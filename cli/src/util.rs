// SPDX-FileCopyrightText: 2025-2026 Zexin Yuan <aim@yzx9.xyz>
//
// SPDX-License-Identifier: Apache-2.0

use jiff::civil::Date;
use jiff::{Span, ToSpan};
use plancal_core::YearMonth;
use unicode_segmentation::UnicodeSegmentation;
use unicode_width::UnicodeWidthStr;

/// The output format for commands
#[derive(Debug, Clone, Copy, PartialEq, Eq, clap::ValueEnum)]
pub enum OutputFormat {
    Json,
    Table,
}

/// Parses a day given as `YYYY-MM-DD`, `today`, `tomorrow` or `+N` days from today.
pub fn parse_date(s: &str, today: Date) -> Result<Date, String> {
    let s = s.trim();
    match s.to_lowercase().as_str() {
        "today" => return Ok(today),
        "tomorrow" => return today.checked_add(1.day()).map_err(|e| e.to_string()),
        _ => {}
    }

    if let Some(days) = s.strip_prefix('+') {
        let days: i64 = days
            .parse()
            .map_err(|_| format!("Invalid day offset: {s}"))?;
        return Span::new()
            .try_days(days)
            .and_then(|span| today.checked_add(span))
            .map_err(|e| format!("Invalid day offset {s}: {e}"));
    }

    s.parse::<Date>()
        .map_err(|_| format!("Invalid date: {s}. Expected YYYY-MM-DD, today, tomorrow or +N"))
}

/// Parses a month given as `YYYY-MM`, `this`, `next` or `prev`.
pub fn parse_month(s: &str, today: Date) -> Result<YearMonth, String> {
    let current = YearMonth::from(today);
    match s.trim().to_lowercase().as_str() {
        "this" | "current" => Ok(current),
        "next" => Ok(current.next()),
        "prev" | "last" => Ok(current.prev()),
        _ => s.parse(),
    }
}

/// Parses a positive number of preparation days.
pub fn parse_timeline_days(s: &str) -> Result<u32, String> {
    match s.trim().parse::<u32>() {
        Ok(0) => Err("Timeline must be at least 1 day".to_string()),
        Ok(days) => Ok(days),
        Err(_) => Err(format!("Invalid number of days: {s}")),
    }
}

/// Cuts a string to at most `width` columns, marking the cut with an ellipsis.
pub fn truncate(s: &str, width: usize) -> String {
    if s.width() <= width {
        return s.to_string();
    }
    if width == 0 {
        return String::new();
    }

    let mut out = String::new();
    let mut used = 0;
    for g in s.graphemes(true) {
        let w = g.width();
        if used + w + 1 > width {
            break;
        }
        out.push_str(g);
        used += w;
    }
    out.push('…');
    out
}

/// Pads a string with spaces to `width` columns.
pub fn pad(s: &str, width: usize) -> String {
    let w = s.width();
    if w >= width {
        s.to_string()
    } else {
        format!("{s}{}", " ".repeat(width - w))
    }
}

---

> [Exercise directions] The material is to be output in full, exactly as it stands.

> [Expected output]
filename cli/src/util.rs
// SPDX-FileCopyrightText: 2025-2026 Zexin Yuan <aim@yzx9.xyz>
//
// SPDX-License-Identifier: Apache-2.0

use jiff::civil::Date;
use jiff::{Span, ToSpan};
use plancal_core::YearMonth;
use unicode_segmentation::UnicodeSegmentation;
use unicode_width::UnicodeWidthStr;

/// The output format for commands
#[derive(Debug, Clone, Copy, PartialEq, Eq, clap::ValueEnum)]
pub enum OutputFormat {
    Json,
    Table,
}

/// Parses a day given as `YYYY-MM-DD`, `today`, `tomorrow` or `+N` days from today.
pub fn parse_date(s: &str, today: Date) -> Result<Date, String> {
    let s = s.trim();
    match s.to_lowercase().as_str() {
        "today" => return Ok(today),
        "tomorrow" => return today.checked_add(1.day()).map_err(|e| e.to_string()),
        _ => {}
    }

    if let Some(days) = s.strip_prefix('+') {
        let days: i64 = days
            .parse()
            .map_err(|_| format!("Invalid day offset: {s}"))?;
        return Span::new()
            .try_days(days)
            .and_then(|span| today.checked_add(span))
            .map_err(|e| format!("Invalid day offset {s}: {e}"));
    }

    s.parse::<Date>()
        .map_err(|_| format!("Invalid date: {s}. Expected YYYY-MM-DD, today, tomorrow or +N"))
}

/// Parses a month given as `YYYY-MM`, `this`, `next` or `prev`.
pub fn parse_month(s: &str, today: Date) -> Result<YearMonth, String> {
    let current = YearMonth::from(today);
    match s.trim().to_lowercase().as_str() {
        "this" | "current" => Ok(current),
        "next" => Ok(current.next()),
        "prev" | "last" => Ok(current.prev()),
        _ => s.parse(),
    }
}

/// Parses a positive number of preparation days.
pub fn parse_timeline_days(s: &str) -> Result<u32, String> {
    match s.trim().parse::<u32>() {
        Ok(0) => Err("Timeline must be at least 1 day".to_string()),
        Ok(days) => Ok(days),
        Err(_) => Err(format!("Invalid number of days: {s}")),
    }
}

/// Cuts a string to at most `width` columns, marking the cut with an ellipsis.
pub fn truncate(s: &str, width: usize) -> String {
    if s.width() <= width {
        return s.to_string();
    }
    if width == 0 {
        return String::new();
    }

    let mut out = String::new();
    let mut used = 0;
    for g in s.graphemes(true) {
        let w = g.width();
        if used + w + 1 > width {
            break;
        }
        out.push_str(g);
        used += w;
    }
    out.push('…');
    out
}

/// Pads a string with spaces to `width` columns.
pub fn pad(s: &str, width: usize) -> String {
    let w = s.width();
    if w >= width {
        s.to_string()
    } else {
        format!("{s}{}", " ".repeat(width - w))
    }
}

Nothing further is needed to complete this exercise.